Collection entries

//! API integration tests.
//!
//! These run against a live server with a fresh database:
//! `cargo test -- --ignored`

use chrono::{Duration, Utc};
use reqwest::Client;
use serde_json::{json, Value};

use bookstore_server::models::auth::{CatalogRights, Rights, StaffClaims};

const BASE_URL: &str = "http://localhost:8080/api/v1";
const JWT_SECRET: &str = "change-this-secret-in-production";

/// Mint a staff token with full catalog rights, as the external identity
/// service would.
fn staff_token() -> String {
    let now = Utc::now();
    let claims = StaffClaims {
        sub: "test-staff".to_string(),
        rights: CatalogRights {
            books_rights: Rights::Write,
            categories_rights: Rights::Write,
        },
        iat: now.timestamp(),
        exp: (now + Duration::hours(1)).timestamp(),
    };
    claims.create_token(JWT_SECRET).expect("Failed to sign token")
}

async fn create_category(client: &Client, token: &str, name: &str) -> i64 {
    let response = client
        .post(format!("{}/admin/categories", BASE_URL))
        .bearer_auth(token)
        .json(&json!({ "name": name, "isActive": true }))
        .send()
        .await
        .expect("Failed to create category");
    assert_eq!(response.status(), 201);
    let body: Value = response.json().await.expect("Failed to parse category");
    body["categoryId"].as_i64().expect("No categoryId")
}

async fn create_book(client: &Client, token: &str, category_id: i64, title: &str, price: &str, stock: i32) -> i64 {
    let response = client
        .post(format!("{}/admin/books", BASE_URL))
        .bearer_auth(token)
        .json(&json!({
            "title": title,
            "author": "Orwell",
            "price": price,
            "stockQuantity": stock,
            "categoryId": category_id
        }))
        .send()
        .await
        .expect("Failed to create book");
    assert_eq!(response.status(), 201);
    let body: Value = response.json().await.expect("Failed to parse book");
    body["bookId"].as_i64().expect("No bookId")
}

#[tokio::test]
#[ignore] // Run with: cargo test -- --ignored
async fn test_health_check() {
    let client = Client::new();

    let response = client
        .get(format!("{}/health", BASE_URL))
        .send()
        .await
        .expect("Failed to send request");

    assert!(response.status().is_success());

    let body: Value = response.json().await.expect("Failed to parse response");
    assert_eq!(body["status"], "healthy");
}

#[tokio::test]
#[ignore]
async fn test_admin_requires_token() {
    let client = Client::new();

    let response = client
        .get(format!("{}/admin/books", BASE_URL))
        .send()
        .await
        .expect("Failed to send request");

    assert_eq!(response.status(), 401);
}

#[tokio::test]
#[ignore]
async fn test_list_books_paginated() {
    let client = Client::new();
    let token = staff_token();

    let response = client
        .get(format!("{}/admin/books", BASE_URL))
        .bearer_auth(&token)
        .send()
        .await
        .expect("Failed to send request");

    assert!(response.status().is_success());

    let body: Value = response.json().await.expect("Failed to parse response");
    assert!(body["items"].is_array());
    assert!(body["total"].is_number());
    assert_eq!(body["page"], 0);
    assert_eq!(body["size"], 20);
}

#[tokio::test]
#[ignore]
async fn test_duplicate_isbn_conflict() {
    let client = Client::new();
    let token = staff_token();
    let category_id = create_category(&client, &token, "Dup ISBN Fiction").await;

    let book = json!({
        "title": "Animal Farm",
        "author": "Orwell",
        "isbn": "9780451526342",
        "price": "9.99",
        "stockQuantity": 5,
        "categoryId": category_id
    });

    let first = client
        .post(format!("{}/admin/books", BASE_URL))
        .bearer_auth(&token)
        .json(&book)
        .send()
        .await
        .expect("Failed to create book");
    assert_eq!(first.status(), 201);

    let second = client
        .post(format!("{}/admin/books", BASE_URL))
        .bearer_auth(&token)
        .json(&book)
        .send()
        .await
        .expect("Failed to create duplicate");
    assert_eq!(second.status(), 409);
}

#[tokio::test]
#[ignore]
async fn test_insufficient_stock_leaves_quantity_unchanged() {
    let client = Client::new();
    let token = staff_token();
    let category_id = create_category(&client, &token, "Stock Fiction").await;
    let book_id = create_book(&client, &token, category_id, "1984", "13.99", 35).await;

    let response = client
        .patch(format!("{}/admin/books/{}/stock/decrease?quantity=40", BASE_URL, book_id))
        .bearer_auth(&token)
        .send()
        .await
        .expect("Failed to decrease stock");
    assert_eq!(response.status(), 400);

    let book: Value = client
        .get(format!("{}/admin/books/{}", BASE_URL, book_id))
        .bearer_auth(&token)
        .send()
        .await
        .expect("Failed to fetch book")
        .json()
        .await
        .expect("Failed to parse book");
    assert_eq!(book["stockQuantity"], 35);
    assert_eq!(book["inStock"], true);
}

#[tokio::test]
#[ignore]
async fn test_stock_increase_decrease_round_trip() {
    let client = Client::new();
    let token = staff_token();
    let category_id = create_category(&client, &token, "RoundTrip Fiction").await;
    let book_id = create_book(&client, &token, category_id, "Homage to Catalonia", "11.50", 10).await;

    for path in ["increase", "decrease"] {
        let response = client
            .patch(format!("{}/admin/books/{}/stock/{}?quantity=7", BASE_URL, book_id, path))
            .bearer_auth(&token)
            .send()
            .await
            .expect("Failed to adjust stock");
        assert_eq!(response.status(), 200);
    }

    let book: Value = client
        .get(format!("{}/admin/books/{}", BASE_URL, book_id))
        .bearer_auth(&token)
        .send()
        .await
        .expect("Failed to fetch book")
        .json()
        .await
        .expect("Failed to parse book");
    assert_eq!(book["stockQuantity"], 10);
}

#[tokio::test]
#[ignore]
async fn test_category_delete_blocked_by_books() {
    let client = Client::new();
    let token = staff_token();
    let category_id = create_category(&client, &token, "Guarded Fiction").await;
    create_book(&client, &token, category_id, "Burmese Days", "8.25", 3).await;

    let blocked = client
        .delete(format!("{}/admin/categories/{}", BASE_URL, category_id))
        .bearer_auth(&token)
        .send()
        .await
        .expect("Failed to delete category");
    assert_eq!(blocked.status(), 409);

    let empty_id = create_category(&client, &token, "Empty Fiction").await;
    let deleted = client
        .delete(format!("{}/admin/categories/{}", BASE_URL, empty_id))
        .bearer_auth(&token)
        .send()
        .await
        .expect("Failed to delete empty category");
    assert_eq!(deleted.status(), 204);
}

#[tokio::test]
#[ignore]
async fn test_category_partial_update_keeps_is_active() {
    let client = Client::new();
    let token = staff_token();
    let category_id = create_category(&client, &token, "Partial Fiction").await;

    // Explicitly deactivate
    let response = client
        .put(format!("{}/admin/categories/{}", BASE_URL, category_id))
        .bearer_auth(&token)
        .json(&json!({ "name": "Partial Fiction", "isActive": false }))
        .send()
        .await
        .expect("Failed to update category");
    assert_eq!(response.status(), 200);

    // Omitting isActive must leave it false
    let response = client
        .put(format!("{}/admin/categories/{}", BASE_URL, category_id))
        .bearer_auth(&token)
        .json(&json!({ "name": "Partial Fiction Renamed" }))
        .send()
        .await
        .expect("Failed to update category");
    assert_eq!(response.status(), 200);

    let body: Value = response.json().await.expect("Failed to parse category");
    assert_eq!(body["isActive"], false);
    assert_eq!(body["name"], "Partial Fiction Renamed");
}

#[tokio::test]
#[ignore]
async fn test_inactive_category_rejects_books() {
    let client = Client::new();
    let token = staff_token();
    let category_id = create_category(&client, &token, "Dormant Fiction").await;

    let response = client
        .patch(format!("{}/admin/categories/{}/toggle-status", BASE_URL, category_id))
        .bearer_auth(&token)
        .send()
        .await
        .expect("Failed to toggle status");
    assert_eq!(response.status(), 200);

    let response = client
        .post(format!("{}/admin/books", BASE_URL))
        .bearer_auth(&token)
        .json(&json!({
            "title": "Coming Up for Air",
            "author": "Orwell",
            "price": "10.00",
            "stockQuantity": 2,
            "categoryId": category_id
        }))
        .send()
        .await
        .expect("Failed to create book");
    assert_eq!(response.status(), 400);
}

#[tokio::test]
#[ignore]
async fn test_price_range_search_inclusive() {
    let client = Client::new();
    let token = staff_token();
    let category_id = create_category(&client, &token, "Priced Fiction").await;
    create_book(&client, &token, category_id, "Cheap Read", "19.99", 1).await;
    create_book(&client, &token, category_id, "Fair Read", "20.00", 1).await;
    create_book(&client, &token, category_id, "Solid Read", "30.00", 1).await;
    create_book(&client, &token, category_id, "Pricey Read", "30.01", 1).await;

    let response = client
        .get(format!(
            "{}/admin/books/search?categoryId={}&minPrice=20&maxPrice=30",
            BASE_URL, category_id
        ))
        .bearer_auth(&token)
        .send()
        .await
        .expect("Failed to search");
    assert!(response.status().is_success());

    let body: Value = response.json().await.expect("Failed to parse response");
    let titles: Vec<&str> = body["items"]
        .as_array()
        .expect("items array")
        .iter()
        .map(|b| b["title"].as_str().expect("title"))
        .collect();
    assert_eq!(titles, vec!["Fair Read", "Solid Read"]);
}

#[tokio::test]
#[ignore]
async fn test_search_clamps_negative_pagination() {
    let client = Client::new();
    let token = staff_token();

    let response = client
        .get(format!("{}/admin/books/search?page=-1&size=-1", BASE_URL))
        .bearer_auth(&token)
        .send()
        .await
        .expect("Failed to search");
    assert!(response.status().is_success());

    let body: Value = response.json().await.expect("Failed to parse response");
    assert_eq!(body["page"], 0);
    assert_eq!(body["size"], 1);

    let response = client
        .get(format!("{}/public/books/search?page=-1", BASE_URL))
        .send()
        .await
        .expect("Failed to search");
    assert!(response.status().is_success());
}

#[tokio::test]
#[ignore]
async fn test_book_partial_update_keeps_is_available() {
    let client = Client::new();
    let token = staff_token();
    let category_id = create_category(&client, &token, "Asymmetry Fiction").await;

    let response = client
        .post(format!("{}/admin/books", BASE_URL))
        .bearer_auth(&token)
        .json(&json!({
            "title": "Down and Out",
            "author": "Orwell",
            "isbn": "9780156262248",
            "price": "12.00",
            "stockQuantity": 4,
            "isAvailable": false,
            "categoryId": category_id
        }))
        .send()
        .await
        .expect("Failed to create book");
    assert_eq!(response.status(), 201);
    let book: Value = response.json().await.expect("Failed to parse book");
    let book_id = book["bookId"].as_i64().expect("No bookId");

    // Omitting isAvailable must keep it false; omitting isbn must null it
    let response = client
        .put(format!("{}/admin/books/{}", BASE_URL, book_id))
        .bearer_auth(&token)
        .json(&json!({
            "title": "Down and Out in Paris and London",
            "author": "Orwell",
            "price": "12.00",
            "stockQuantity": 4,
            "categoryId": category_id
        }))
        .send()
        .await
        .expect("Failed to update book");
    assert_eq!(response.status(), 200);

    let body: Value = response.json().await.expect("Failed to parse book");
    assert_eq!(body["isAvailable"], false);
    assert_eq!(body["isbn"], Value::Null);
    assert_eq!(body["title"], "Down and Out in Paris and London");
}

#[tokio::test]
#[ignore]
async fn test_public_browse_hides_unavailable() {
    let client = Client::new();
    let token = staff_token();
    let category_id = create_category(&client, &token, "Public Fiction").await;
    let hidden_id = create_book(&client, &token, category_id, "Hidden Read", "5.00", 1).await;

    let response = client
        .patch(format!("{}/admin/books/{}/toggle-availability", BASE_URL, hidden_id))
        .bearer_auth(&token)
        .send()
        .await
        .expect("Failed to toggle availability");
    assert_eq!(response.status(), 200);

    let body: Value = client
        .get(format!("{}/public/books/search?title=Hidden Read", BASE_URL))
        .send()
        .await
        .expect("Failed to browse")
        .json()
        .await
        .expect("Failed to parse response");
    assert_eq!(body["total"], 0);
}
//! Books repository.
//!
//! List/search methods run on the internal pool. Point queries take an
//! executor so the service layer can run them inside a transaction.

use chrono::Utc;
use sqlx::{PgExecutor, Pool, Postgres};

use crate::{
    error::{AppError, AppResult},
    models::book::{Book, BookQuery, CreateBookRequest, UpdateBookRequest},
};

const BOOK_COLUMNS: &str = "id, title, author, isbn, description, price, stock_quantity, \
     is_available, published_date, publisher, pages, language, created_at, updated_at, category_id";

#[derive(Clone)]
pub struct BooksRepository {
    pool: Pool<Postgres>,
}

impl BooksRepository {
    pub fn new(pool: Pool<Postgres>) -> Self {
        Self { pool }
    }

    // =========================================================================
    // READ
    // =========================================================================

    /// List all books ordered by title, paginated. Returns (rows, total).
    pub async fn list(&self, page: i64, size: i64) -> AppResult<(Vec<Book>, i64)> {
        let total: i64 = sqlx::query_scalar("SELECT COUNT(*) FROM books")
            .fetch_one(&self.pool)
            .await?;

        let query = format!(
            "SELECT {} FROM books ORDER BY title LIMIT $1 OFFSET $2",
            BOOK_COLUMNS
        );
        let books = sqlx::query_as::<_, Book>(&query)
            .bind(size)
            .bind(page * size)
            .fetch_all(&self.pool)
            .await?;

        Ok((books, total))
    }

    /// Search books with null-guarded filters. Absent filters match all rows.
    pub async fn search(&self, q: &BookQuery) -> AppResult<(Vec<Book>, i64)> {
        let page = q.page();
        let size = q.size();

        const WHERE_CLAUSE: &str = "($1::text IS NULL OR title ILIKE '%' || $1 || '%') \
             AND ($2::text IS NULL OR author ILIKE '%' || $2 || '%') \
             AND ($3::bigint IS NULL OR category_id = $3) \
             AND ($4::boolean IS NULL OR is_available = $4) \
             AND ($5::numeric IS NULL OR price >= $5) \
             AND ($6::numeric IS NULL OR price <= $6)";

        let count_query = format!("SELECT COUNT(*) FROM books WHERE {}", WHERE_CLAUSE);
        let total: i64 = sqlx::query_scalar(&count_query)
            .bind(&q.title)
            .bind(&q.author)
            .bind(q.category_id)
            .bind(q.is_available)
            .bind(q.min_price)
            .bind(q.max_price)
            .fetch_one(&self.pool)
            .await?;

        let select_query = format!(
            "SELECT {} FROM books WHERE {} ORDER BY title LIMIT $7 OFFSET $8",
            BOOK_COLUMNS, WHERE_CLAUSE
        );
        let books = sqlx::query_as::<_, Book>(&select_query)
            .bind(&q.title)
            .bind(&q.author)
            .bind(q.category_id)
            .bind(q.is_available)
            .bind(q.min_price)
            .bind(q.max_price)
            .bind(size)
            .bind(page * size)
            .fetch_all(&self.pool)
            .await?;

        Ok((books, total))
    }

    /// List books belonging to a category, ordered by title, paginated.
    pub async fn list_by_category(
        &self,
        category_id: i64,
        page: i64,
        size: i64,
    ) -> AppResult<(Vec<Book>, i64)> {
        let total: i64 = sqlx::query_scalar("SELECT COUNT(*) FROM books WHERE category_id = $1")
            .bind(category_id)
            .fetch_one(&self.pool)
            .await?;

        let query = format!(
            "SELECT {} FROM books WHERE category_id = $1 ORDER BY title LIMIT $2 OFFSET $3",
            BOOK_COLUMNS
        );
        let books = sqlx::query_as::<_, Book>(&query)
            .bind(category_id)
            .bind(size)
            .bind(page * size)
            .fetch_all(&self.pool)
            .await?;

        Ok((books, total))
    }

    /// Get a book by ID
    pub async fn get_by_id(&self, conn: impl PgExecutor<'_>, id: i64) -> AppResult<Book> {
        let query = format!("SELECT {} FROM books WHERE id = $1", BOOK_COLUMNS);
        sqlx::query_as::<_, Book>(&query)
            .bind(id)
            .fetch_optional(conn)
            .await?
            .ok_or_else(|| AppError::NotFound(format!("Book not found with id: {}", id)))
    }

    /// Check whether an ISBN is already used, optionally excluding one book
    pub async fn isbn_exists(
        &self,
        conn: impl PgExecutor<'_>,
        isbn: &str,
        exclude_id: Option<i64>,
    ) -> AppResult<bool> {
        let exists: bool = sqlx::query_scalar(
            "SELECT EXISTS(SELECT 1 FROM books WHERE isbn = $1 AND ($2::bigint IS NULL OR id <> $2))",
        )
        .bind(isbn)
        .bind(exclude_id)
        .fetch_one(conn)
        .await?;
        Ok(exists)
    }

    /// Count books referencing a category (live query)
    pub async fn count_by_category(
        &self,
        conn: impl PgExecutor<'_>,
        category_id: i64,
    ) -> AppResult<i64> {
        let count: i64 = sqlx::query_scalar("SELECT COUNT(*) FROM books WHERE category_id = $1")
            .bind(category_id)
            .fetch_one(conn)
            .await?;
        Ok(count)
    }

    // =========================================================================
    // WRITE
    // =========================================================================

    /// Insert a new book with server-assigned timestamps
    pub async fn insert(
        &self,
        conn: impl PgExecutor<'_>,
        req: &CreateBookRequest,
    ) -> AppResult<Book> {
        let now = Utc::now();
        let query = format!(
            r#"
            INSERT INTO books (
                title, author, isbn, description, price, stock_quantity,
                is_available, published_date, publisher, pages, language,
                category_id, created_at, updated_at
            ) VALUES ($1, $2, $3, $4, $5, $6, $7, $8, $9, $10, $11, $12, $13, $13)
            RETURNING {}
            "#,
            BOOK_COLUMNS
        );
        let book = sqlx::query_as::<_, Book>(&query)
            .bind(&req.title)
            .bind(&req.author)
            .bind(&req.isbn)
            .bind(&req.description)
            .bind(req.price)
            .bind(req.stock_quantity)
            .bind(req.is_available.unwrap_or(true))
            .bind(req.published_date)
            .bind(&req.publisher)
            .bind(req.pages)
            .bind(&req.language)
            .bind(req.category_id)
            .bind(now)
            .fetch_one(conn)
            .await?;
        Ok(book)
    }

    /// Overwrite a book. All columns are written from the request, null
    /// included, except `is_available` which keeps its stored value when the
    /// request omits it.
    pub async fn update(
        &self,
        conn: impl PgExecutor<'_>,
        id: i64,
        req: &UpdateBookRequest,
    ) -> AppResult<Book> {
        let now = Utc::now();
        let query = format!(
            r#"
            UPDATE books SET
                title = $1,
                author = $2,
                isbn = $3,
                description = $4,
                price = $5,
                stock_quantity = $6,
                is_available = COALESCE($7, is_available),
                published_date = $8,
                publisher = $9,
                pages = $10,
                language = $11,
                category_id = $12,
                updated_at = $13
            WHERE id = $14
            RETURNING {}
            "#,
            BOOK_COLUMNS
        );
        sqlx::query_as::<_, Book>(&query)
            .bind(&req.title)
            .bind(&req.author)
            .bind(&req.isbn)
            .bind(&req.description)
            .bind(req.price)
            .bind(req.stock_quantity)
            .bind(req.is_available)
            .bind(req.published_date)
            .bind(&req.publisher)
            .bind(req.pages)
            .bind(&req.language)
            .bind(req.category_id)
            .bind(now)
            .bind(id)
            .fetch_optional(conn)
            .await?
            .ok_or_else(|| AppError::NotFound(format!("Book not found with id: {}", id)))
    }

    /// Hard delete a book
    pub async fn delete(&self, conn: impl PgExecutor<'_>, id: i64) -> AppResult<()> {
        let result = sqlx::query("DELETE FROM books WHERE id = $1")
            .bind(id)
            .execute(conn)
            .await?;
        if result.rows_affected() == 0 {
            return Err(AppError::NotFound(format!("Book not found with id: {}", id)));
        }
        Ok(())
    }

    /// Flip the availability flag
    pub async fn toggle_availability(&self, conn: impl PgExecutor<'_>, id: i64) -> AppResult<()> {
        let result = sqlx::query(
            "UPDATE books SET is_available = NOT is_available, updated_at = $1 WHERE id = $2",
        )
        .bind(Utc::now())
        .bind(id)
        .execute(conn)
        .await?;
        if result.rows_affected() == 0 {
            return Err(AppError::NotFound(format!("Book not found with id: {}", id)));
        }
        Ok(())
    }

    /// Set the stock quantity to an absolute value
    pub async fn set_stock(
        &self,
        conn: impl PgExecutor<'_>,
        id: i64,
        quantity: i32,
    ) -> AppResult<()> {
        let result =
            sqlx::query("UPDATE books SET stock_quantity = $1, updated_at = $2 WHERE id = $3")
                .bind(quantity)
                .bind(Utc::now())
                .bind(id)
                .execute(conn)
                .await?;
        if result.rows_affected() == 0 {
            return Err(AppError::NotFound(format!("Book not found with id: {}", id)));
        }
        Ok(())
    }
}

WORK REQUIRED = Find "first" in the preceding records. Copy each line that holds it.

SOLUTION FOR THIS PROBLEM =
    let first = client
    assert_eq!(first.status(), 201);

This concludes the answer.